I have evidently gone crazy for berries. Every spring I have been adding more edibles to my landscape and garden, and the past couple of years the focus has been berries – blueberries, strawberries, blackberries, raspberries, kiwi berries, goji berries, and honeyberries. If I have to pay a water bill to maintain my landscape, it may as well be for edibles so I can reduce my grocery bill – plus the food is organic and as fresh as it gets.

Blueberries

Blueberries

I started with blueberries planted in containers several years ago. The reason for containers was that I live in the High Desert region of Southern California and the soil is on the alkaline side of the pH scale. Blueberries really like acidic soil – as low as 4.5. With the containers, it is much easier to manage the soil by starting with a quality organic potting mix and bypassing the native soil all together. I recently moved all of the blueberries into some of my raised beds, which are simply bigger containers, in an effort to reduce some of my water usage during the historic drought that is affecting California. I had veggies planted in the raised beds previously. I reduced the quantity of veggies in order to make space for the berries and other perennials, thus eliminating the containers from needing to be watered.
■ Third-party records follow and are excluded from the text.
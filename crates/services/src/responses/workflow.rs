use std::sync::Arc;

use api::{ApiError, SubmitReceipt, SurveyApi};
use survey_core::{Clock, SubmitRequest};
use survey_core::model::{
    InstanceId, InstanceStats, InstanceSummary, Participation, ParticipationId, SurveyId,
};
use tracing::{debug, error, info, warn};

use super::resume::ResumeOutcome;
use super::session::{PendingSave, ResponseSession};
use crate::error::ResponseError;

/// What a partial-save request ended up doing.
#[derive(Debug, Clone, Copy, PartialEq, Eq)]
pub enum SaveOutcome {
    /// Answers reached the server; `rounds` counts coalesced follow-ups plus the first save.
    Saved { rounds: usize },
    /// Another save is in flight; a single follow-up will carry the latest answers.
    Queued,
    /// Completed sessions are not saved.
    Skipped,
}

/// Result of a step transition.
#[derive(Debug)]
pub struct StepOutcome {
    pub moved: bool,
    pub step: usize,
    /// Set when the partial save preceding the move failed. The move still happens.
    pub save_error: Option<ResponseError>,
}

/// Orchestrates loading, resuming, saving and submitting against a `SurveyApi`.
#[derive(Clone)]
pub struct ResponseLoopService {
    clock: Clock,
    api: Arc<dyn SurveyApi>,
}

impl ResponseLoopService {
    #[must_use]
    pub fn new(clock: Clock, api: Arc<dyn SurveyApi>) -> Self {
        Self { clock, api }
    }

    #[must_use]
    pub fn clock(&self) -> Clock {
        self.clock
    }

    /// Load an instance and start answering it.
    ///
    /// # Errors
    ///
    /// Returns `ResponseError::NotOpen` when the server refuses a closed instance,
    /// `ResponseError::Load` if the instance cannot be fetched, or the refusals of
    /// `ResponseSession::new`.
    pub async fn load(&self, instance_id: InstanceId) -> Result<ResponseSession, ResponseError> {
        let survey = match self.api.instance_survey(instance_id).await {
            Ok(survey) => survey,
            Err(ApiError::Closed { state, message }) => {
                info!(instance = %instance_id, %state, %message, "instance not open");
                return Err(ResponseError::NotOpen);
            }
            Err(err) => return Err(ResponseError::Load(err)),
        };
        debug!(
            instance = %instance_id,
            questions = survey.questions.len(),
            "loaded survey instance"
        );
        ResponseSession::new(survey)
    }

    /// Load an instance and restore any earlier participation.
    ///
    /// # Errors
    ///
    /// See `load`. Resume problems never fail the call.
    pub async fn open(
        &self,
        instance_id: InstanceId,
    ) -> Result<(ResponseSession, ResumeOutcome), ResponseError> {
        let mut session = self.load(instance_id).await?;
        let outcome = self.resume(&mut session).await;
        Ok((session, outcome))
    }

    /// Restore answers and position from the participant's earlier participation.
    pub async fn resume(&self, session: &mut ResponseSession) -> ResumeOutcome {
        if !session.answers().is_empty() {
            return ResumeOutcome::Skipped;
        }
        let Some(participation_id) = session.user_status().participation_id else {
            debug!(instance = %session.instance_id(), "no earlier participation to resume");
            return ResumeOutcome::NoPrior;
        };

        let participation = match self.api.participation(participation_id).await {
            Ok(participation) => participation,
            Err(err) => {
                warn!(
                    participation = %participation_id,
                    error = %err,
                    "could not fetch participation, starting fresh"
                );
                return ResumeOutcome::NoPrior;
            }
        };

        let outcome = session.apply_resume(&participation);
        if let ResumeOutcome::Restored {
            answers,
            skipped,
            step,
            completed,
        } = outcome
        {
            info!(
                participation = %participation_id,
                answers,
                skipped,
                step,
                completed,
                "resumed participation"
            );
        }
        outcome
    }

    /// Send one partial save without touching the session.
    ///
    /// Pair with `ResponseSession::finish_save` when the session cannot be borrowed across
    /// the request.
    ///
    /// # Errors
    ///
    /// Returns the `ApiError` of the request.
    pub async fn send_save(&self, pending: &PendingSave) -> Result<Participation, ApiError> {
        self.api
            .save_partial(pending.instance_id(), pending.request())
            .await
    }

    /// Persist in-progress answers, including any follow-up requested meanwhile.
    ///
    /// # Errors
    ///
    /// Returns `ResponseError::Save` if a save fails; answers stay marked unsaved.
    pub async fn save_partial(
        &self,
        session: &mut ResponseSession,
    ) -> Result<SaveOutcome, ResponseError> {
        if session.is_completed() {
            return Ok(SaveOutcome::Skipped);
        }
        let Some(mut pending) = session.begin_save() else {
            return Ok(SaveOutcome::Queued);
        };

        let mut rounds = 0;
        loop {
            rounds += 1;
            let result = self.send_save(&pending).await;
            if let Err(err) = &result {
                warn!(instance = %pending.instance_id(), error = %err, "partial save failed");
            }
            match session.finish_save(&pending, result, self.clock.now())? {
                Some(next) => pending = next,
                None => break,
            }
        }

        info!(
            instance = %session.instance_id(),
            participation = ?session.participation_id(),
            rounds,
            "saved answers"
        );
        Ok(SaveOutcome::Saved { rounds })
    }

    /// Save, then advance one step.
    pub async fn go_next(&self, session: &mut ResponseSession) -> StepOutcome {
        let save_error = self.save_before_move(session).await;
        let moved = session.next();
        StepOutcome {
            moved,
            step: session.current_step(),
            save_error,
        }
    }

    /// Save, then go back one step.
    pub async fn go_previous(&self, session: &mut ResponseSession) -> StepOutcome {
        let save_error = self.save_before_move(session).await;
        let moved = session.previous();
        StepOutcome {
            moved,
            step: session.current_step(),
            save_error,
        }
    }

    /// Save, then jump to `index`. Out-of-range indices leave the step unchanged.
    pub async fn go_to(&self, session: &mut ResponseSession, index: usize) -> StepOutcome {
        let save_error = self.save_before_move(session).await;
        let moved = session.jump_to(index);
        StepOutcome {
            moved,
            step: session.current_step(),
            save_error,
        }
    }

    async fn save_before_move(&self, session: &mut ResponseSession) -> Option<ResponseError> {
        self.save_partial(session).await.err()
    }

    /// Send a final submit built by `ResponseSession::begin_submit`.
    ///
    /// # Errors
    ///
    /// Returns the `ApiError` of the request.
    pub async fn send_submit(
        &self,
        instance_id: InstanceId,
        request: &SubmitRequest,
    ) -> Result<SubmitReceipt, ApiError> {
        self.api.submit(instance_id, request).await
    }

    /// Submit the final answers from the last step.
    ///
    /// # Errors
    ///
    /// Returns the refusals of `ResponseSession::begin_submit`, or `ResponseError::Submit`
    /// if the server rejects the answers.
    pub async fn submit(
        &self,
        session: &mut ResponseSession,
    ) -> Result<ParticipationId, ResponseError> {
        let request = session.begin_submit()?;
        let instance_id = session.instance_id();
        let result = self.send_submit(instance_id, &request).await;
        match session.finish_submit(result) {
            Ok(participation_id) => {
                info!(
                    instance = %instance_id,
                    participation = %participation_id,
                    answers = request.answers.len(),
                    "submitted participation"
                );
                Ok(participation_id)
            }
            Err(err) => {
                error!(instance = %instance_id, error = ?err, "submit failed");
                Err(err)
            }
        }
    }

    /// Instances open for answers, in the order the server lists them.
    ///
    /// # Errors
    ///
    /// Returns `ResponseError::Listing` if the listing cannot be fetched.
    pub async fn open_instances(&self) -> Result<Vec<InstanceSummary>, ResponseError> {
        let listed = self
            .api
            .open_instances()
            .await
            .map_err(ResponseError::Listing)?;
        debug!(count = listed.len(), "listed open instances");
        Ok(listed)
    }

    /// # Errors
    ///
    /// Returns `ResponseError::Stats` if the statistics cannot be fetched.
    pub async fn stats(
        &self,
        survey_id: SurveyId,
        instance_id: InstanceId,
    ) -> Result<InstanceStats, ResponseError> {
        self.api
            .instance_stats(survey_id, instance_id)
            .await
            .map_err(ResponseError::Stats)
    }
}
The original blueberry plants were picked up at Home Depot a few years ago, I do not remember the variety, but they have grown and produced nicely. Last year I bought a couple more plants from OSH (Pink Lemonade and Misty). I also ordered three more (Elizabeth) online. I have to be careful when choosing blueberries to make sure they will grow in the desert’s climate – we are in USDA zone 8b – with the biggest concern being the summer heat, which I have seen as high as 117 F.

The blueberries are relatively easy care – I water them about every three days, fertilize them in early spring and summer, and lightly prune them in late winter or early spring. The fertilizer I usually use is Blueberries Alive, which provides the appropriate nutrients for blueberries and helps maintain the necessary acidity in the soil.